I do have some mad chemist there right now. Yeah, it's right on it.
It's impressive. I'm here for it. Go be a chemist. Okay. Ramon, here we go. Here's another question. How do you decide what type of community you want to build? Because I think people get nervous. Actually I get nervous all the time, I should say about what do I even have to talk about? Why would anyone want to join my community?
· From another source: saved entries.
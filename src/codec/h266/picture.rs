// Copyright 2024 The ChromiumOS Authors
// Use of this source code is governed by a BSD-style license that can be
// found in the LICENSE file.

use std::collections::BTreeMap;
use std::collections::BTreeSet;

use log::debug;

use crate::codec::h266::parser::NaluHeader;
use crate::codec::h266::parser::NaluType;
use crate::codec::h266::parser::Nalu;
use crate::codec::h266::parser::Parser;
use crate::codec::h266::parser::PicHeader;
use crate::codec::pic_order_cnt_msb;
use crate::codec::pic_order_cnt_val;
use crate::codec::poc_in_range;
use crate::codec::NalEvent;
use crate::codec::NalHandler;
use crate::codec::ParameterSetKind;
use crate::codec::ParameterSetRef;
use crate::codec::ParseError;
use crate::codec::PictureInfo;
use crate::stream_info::StreamInfo;
use crate::trace::SyntaxTrace;

/// Data associated with a H.266 picture, taken from its picture header and
/// the NAL unit header of its first slice.
#[derive(Clone, Debug, Default, PartialEq, Eq)]
pub struct PictureData {
    pub nalu_type: NaluType,
    pub layer_id: u8,
    /// NoOutputBeforeRecoveryFlag. Set for CLVS start pictures.
    pub no_output_before_recovery_flag: bool,
    pub valid_for_prev_tid0_pic: bool,
    pub pic_order_cnt_lsb: i32,
    pub pic_order_cnt_msb: i32,
    pub pic_order_cnt_val: i32,
}

impl PictureData {
    /// Runs the picture order count process of 8.3.1.
    pub fn new(
        header: &NaluHeader,
        ph: &PicHeader,
        first_picture_in_layer: bool,
        prev_tid0_pic: Option<&PictureData>,
        max_pic_order_cnt_lsb: i32,
    ) -> Result<Self, ParseError> {
        let nalu_type = header.type_();

        // HandleCraAsClvsStartFlag is only set through external means, which
        // are not provided.
        let no_output_before_recovery_flag = nalu_type.is_idr()
            || ((nalu_type.is_irap() || nalu_type.is_gdr()) && first_picture_in_layer);

        let pic_order_cnt_lsb = ph.pic_order_cnt_lsb as i32;
        let pic_order_cnt_msb = if ph.poc_msb_cycle_present_flag {
            // Equation (196)
            poc_in_range(
                "PicOrderCntMsb",
                i64::from(ph.poc_msb_cycle_val) * i64::from(max_pic_order_cnt_lsb),
            )?
        } else if no_output_before_recovery_flag {
            0
        } else {
            match prev_tid0_pic {
                Some(prev) => pic_order_cnt_msb(
                    pic_order_cnt_lsb,
                    prev.pic_order_cnt_lsb,
                    prev.pic_order_cnt_msb,
                    max_pic_order_cnt_lsb,
                )?,
                None => 0,
            }
        };

        // prevTid0Pic is the previous picture of the same layer with
        // TemporalId 0 that is not a RASL or RADL picture.
        let valid_for_prev_tid0_pic =
            header.temporal_id() == 0 && !nalu_type.is_rasl() && !nalu_type.is_radl();

        Ok(Self {
            nalu_type,
            layer_id: header.layer_id(),
            no_output_before_recovery_flag,
            valid_for_prev_tid0_pic,
            pic_order_cnt_lsb,
            pic_order_cnt_msb,
            pic_order_cnt_val: pic_order_cnt_val(pic_order_cnt_msb, pic_order_cnt_lsb)?,
        })
    }
}

/// Turns H.266 NAL units into pictures.
///
/// A picture starts either with a picture header NAL unit, in which case the
/// picture is reported at its first slice, or with a slice that carries its
/// own picture header.
#[derive(Debug, Default)]
pub struct PictureParser {
    parser: Parser,
    /// Picture header waiting for the first slice of its picture.
    pending_picture_header: Option<PicHeader>,
    /// prevTid0Pic of each layer.
    prev_tid0_pic: BTreeMap<u8, PictureData>,
    /// Layers that had a picture since the start or the last end of sequence.
    active_layers: BTreeSet<u8>,
    stream_info: Option<StreamInfo>,
}

impl PictureParser {
    pub fn parser(&self) -> &Parser {
        &self.parser
    }

    fn start_picture(
        &mut self,
        header: &NaluHeader,
        ph: &PicHeader,
    ) -> Result<PictureInfo, ParseError> {
        let (pps, sps) = self.parser.pps_and_sps(ph.pic_parameter_set_id)?;

        let mut references = Vec::with_capacity(3);
        if sps.video_parameter_set_id != 0 {
            references.push(ParameterSetRef::new(
                ParameterSetKind::Vps,
                u32::from(sps.video_parameter_set_id),
            ));
        }
        references.push(ParameterSetRef::new(
            ParameterSetKind::Sps,
            u32::from(sps.seq_parameter_set_id),
        ));
        references.push(ParameterSetRef::new(
            ParameterSetKind::Pps,
            u32::from(pps.pic_parameter_set_id),
        ));

        let layer_id = header.layer_id();
        let pic = PictureData::new(
            header,
            ph,
            !self.active_layers.contains(&layer_id),
            self.prev_tid0_pic.get(&layer_id),
            sps.max_pic_order_cnt_lsb() as i32,
        )?;

        debug!(
            "{:?} picture in layer {} with POC {}",
            pic.nalu_type, layer_id, pic.pic_order_cnt_val
        );

        self.active_layers.insert(layer_id);

        if self.stream_info.is_none() {
            let vps = self.parser.get_vps(sps.video_parameter_set_id);
            self.stream_info = Some(sps.stream_info(vps));
        }

        let info = PictureInfo {
            poc: pic.pic_order_cnt_val,
            is_random_access_point: pic.nalu_type.is_irap(),
            poc_reset: pic.no_output_before_recovery_flag,
            references,
        };

        if pic.valid_for_prev_tid0_pic {
            self.prev_tid0_pic.insert(layer_id, pic);
        }

        Ok(info)
    }
}

impl NalHandler for PictureParser {
    type Header = NaluHeader;

    fn handle(&mut self, nalu: &Nalu) -> Result<NalEvent, ParseError> {
        let header = nalu.header();

        let event = match header.type_() {
            NaluType::VpsNut => {
                let vps = self.parser.parse_vps(nalu)?;
                NalEvent::ParameterSet(ParameterSetRef::new(
                    ParameterSetKind::Vps,
                    u32::from(vps.video_parameter_set_id),
                ))
            }
            NaluType::SpsNut => {
                let sps = self.parser.parse_sps(nalu)?;
                NalEvent::ParameterSet(ParameterSetRef::new(
                    ParameterSetKind::Sps,
                    u32::from(sps.seq_parameter_set_id),
                ))
            }
            NaluType::PpsNut => {
                let pps = self.parser.parse_pps(nalu)?;
                NalEvent::ParameterSet(ParameterSetRef::new(
                    ParameterSetKind::Pps,
                    u32::from(pps.pic_parameter_set_id),
                ))
            }
            NaluType::PrefixApsNut | NaluType::SuffixApsNut => {
                let aps = self.parser.parse_aps(nalu)?;
                NalEvent::ParameterSet(ParameterSetRef::new(ParameterSetKind::Aps, aps.key()))
            }
            NaluType::PhNut => {
                let ph = self.parser.parse_picture_header(nalu)?;
                if self.pending_picture_header.replace(ph).is_some() {
                    debug!("picture header without slices dropped");
                }
                NalEvent::PicturePrefix
            }
            NaluType::EosNut => {
                self.active_layers.remove(&header.layer_id());
                self.prev_tid0_pic.remove(&header.layer_id());
                NalEvent::EndOfSequence
            }
            NaluType::EobNut => {
                self.active_layers.clear();
                self.prev_tid0_pic.clear();
                NalEvent::EndOfSequence
            }
            type_ if type_.is_slice() => {
                let prefix = self.parser.parse_slice_header_prefix(nalu)?;
                let ph = match prefix.picture_header {
                    Some(ph) => {
                        self.pending_picture_header = None;
                        ph
                    }
                    None => match self.pending_picture_header.take() {
                        Some(ph) => ph,
                        None => return Ok(NalEvent::SliceContinuation),
                    },
                };

                NalEvent::PictureStart(self.start_picture(header, &ph)?)
            }
            _ => NalEvent::Other,
        };

        Ok(event)
    }

    fn set_trace(&mut self, enabled: bool) {
        self.parser.set_trace(enabled);
    }

    fn take_trace(&mut self) -> Option<SyntaxTrace> {
        self.parser.take_trace()
    }

    fn stream_info(&self) -> Option<StreamInfo> {
        self.stream_info.clone()
    }
}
Great question. I think a few things come to mind for me. Let's define community, meaning there's many ways to do it, but let's take, and should we get a bit technical? Maybe a community could be a Facebook group.
Okay. Community could be a Facebook group. There's a billion ways to do it, but let's start there. Keap has Facebook groups that I'm in for that matter, and those listening, if you need help, you should join, but I can't help you. I go there for help. Have a Facebook community. Great question Crystal asked, what should I do in there? Few things to start out with. One, you have knowledge in your head right now. That's one. Those of you who are saying, “Ramon, I ain't got nothing." You do, but I'll take that.
Two, when you're walking around life, your daughter burps and daddy, [inaudible 00:14:28] calls his dad, or outside somebody gets in a car wreck or you're seeing the sun. Some of us, I know like me, I think of as I'm moving through life, that's two, what you could just share. "Hey, I was going outside today, here's what I thought. What do you think?" It's two. Three, if you really are going to tell me I ain't got the first or the second, the third, ask somebody else. "Hey crystal, how are you? Listen, you got amazing hair. I have a hair company too.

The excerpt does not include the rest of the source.